Os Bleus viajam para os Estados Unidos no topo do ranking mundial e são claramente um dos principais candidatos à vitória final.
Procuram chegar à terceira final consecutiva do Mundial, depois de conquistarem o troféu em 2018 e perderem um duelo épico nos penáltis frente à Argentina em 2022.
Deschamps foi nomeado em 2012, numa altura em que a França lutava para recuperar do ponto mais baixo atingido no Mundial-2010, marcado por um motim do plantel contra o então selecionador Raymond Domenech.
Sob o comando de Deschamps, a França voltou a ser um dos nomes mais temidos no futebol internacional.
"É uma sensação estranha", afirmou recentemente Deschamps, agora com 57 anos, após anunciar a sua última convocatória para um Mundial.
"Normalmente tento esconder as minhas emoções. Mas estou tranquilo com tudo isto. O que aconteceu faz parte do passado e foi feito bastante bem – se não tivesse sido, não estaria aqui ao fim de 14 anos. Agora toda a minha energia está focada neste Mundial".
Espera-se que o antigo colega de equipa de Deschamps na seleção francesa, Zinedine Zidane, o suceda após o torneio.
Até lá, Deschamps tentará conduzir a França à sua quinta final do Mundial em oito edições e ao terceiro título.
O técnico natural do País Basco tem um currículo notável tanto como jogador como treinador, tendo capitaneado o seu país à glória no Mundial em casa em 1998 e no Euro-2000.
Como médio, tinha 24 anos quando liderou o Marselha à vitória na final da Liga dos Campeões em 1993.
Mais tarde, também venceu a Liga dos Campeões ao serviço da Juventus, retirando-se dos relvados com apenas 32 anos e levando o Mónaco à final da principal competição europeia de clubes em 2004. Depois, conquistou um título francês com o Marselha em 2010.
Após uma derrota apertada nos quartos de final frente à futura campeã Alemanha, sob o calor do Maracanã no Mundial-2014, levou a sua seleção à final do Euro-2016 como anfitriã.
Uma derrota no prolongamento frente a Portugal no Stade de France foi dolorosa, mas nessa altura já contava com uma geração entusiasmante de jogadores a despontar, com nomes como Paul Pogba e Antoine Griezmann.
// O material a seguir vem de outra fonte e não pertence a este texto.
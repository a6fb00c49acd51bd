//! # IPv4 Range Model
//!
//! Continuous, inclusive ranges of IPv4 addresses, such as the usable host span of a block
//! (see [`crate::network::block::AddressBlock::host_range`]).

use std::net::Ipv4Addr;

/// Represents a continuous range of IPv4 addresses, inclusive.
#[derive(Debug, Clone, Copy, PartialEq, Eq, Hash)]
pub struct Ipv4Range {
    pub start_addr: Ipv4Addr,
    pub end_addr: Ipv4Addr,
}

impl Ipv4Range {
    pub fn new(start_addr: Ipv4Addr, end_addr: Ipv4Addr) -> Self {
        Self {
            start_addr,
            end_addr,
        }
    }

    pub fn iter(&self) -> impl DoubleEndedIterator<Item = Ipv4Addr> + Clone {
        let start: u32 = u32::from(self.start_addr);
        let end: u32 = u32::from(self.end_addr);
        (start..=end).map(Ipv4Addr::from)
    }

    /// Number of addresses in the range; zero when start is past end.
    pub fn len(&self) -> u64 {
        let start = u64::from(u32::from(self.start_addr));
        let end = u64::from(u32::from(self.end_addr));
        (end + 1).saturating_sub(start)
    }

    pub fn is_empty(&self) -> bool {
        self.len() == 0
    }

    pub fn contains(&self, addr: Ipv4Addr) -> bool {
        self.start_addr <= addr && addr <= self.end_addr
    }
}

// ╔════════════════════════════════════════════╗
// ║ ████████╗███████╗███████╗████████╗███████╗ ║
// ║ ╚══██╔══╝██╔════╝██╔════╝╚══██╔══╝██╔════╝ ║
// ║    ██║   █████╗  ███████╗   ██║   ███████╗ ║
// ║    ██║   ██╔══╝  ╚════██║   ██║   ╚════██║ ║
// ║    ██║   ███████╗███████║   ██║   ███████║ ║
// ║    ╚═╝   ╚══════╝╚══════╝   ╚═╝   ╚══════╝ ║
// ╚════════════════════════════════════════════╝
Terceira final consecutiva?
Kylian Mbappé surgiu depois, estreando-se aos 18 anos em março de 2017, e o jovem avançado brilhou ao ajudar a França a conquistar o seu segundo Mundial, em Moscovo, em 2018.
Mbappe viria a marcar um hat-trick impressionante na final de Doha em 2022, numa altura em que a França não conseguiu impedir Lionel Messi de viver o seu momento de consagração com a Argentina.
Este será o sétimo grande torneio como treinador para Deschamps, que até agora soma um título, duas derrotas em finais e uma presença nas meias-finais nesse período.
A França também venceu a Liga das Nações em 2021 e o próximo selecionador terá muito a provar.
Acima de tudo, Deschamps é um vencedor, normalmente a privilegiar a eficácia em detrimento do estilo, apesar de ter muito talento à disposição.
Foi amplamente criticado no Euro-2024, quando a França chegou às meias-finais marcando apenas quatro golos em seis jogos – dois deles autogolos e um de penálti.
"Se estiveres aborrecido, podes ver outra coisa", respondeu Deschamps a uma pergunta durante esse torneio, sugerindo que a França era aborrecida.
No entanto, a França tem-se apresentado muito convincente no último ano, com um sistema 4-2-3-1 que permite encaixar no ataque Mbappé, o atual detentor da Bola de Ouro Ousmane Dembélé e a estrela do Bayern Munique Michael Olise.
Apenas a Alemanha Ocidental, entre 1982 e 1990, e o Brasil, de 1994 a 2002, conseguiram anteriormente chegar a três finais consecutivas do Mundial.
Se levar a França à vitória no Estádio MetLife a 19 de julho, tornar-se-á apenas o segundo treinador a conquistar o Mundial por duas vezes, depois de Vittorio Pozzo, da Itália, nos anos 30.
Depois, será altura para um novo desafio.
"Não excluo nada. Estou disponível, como todos sabem. Veremos", afirmou recentemente.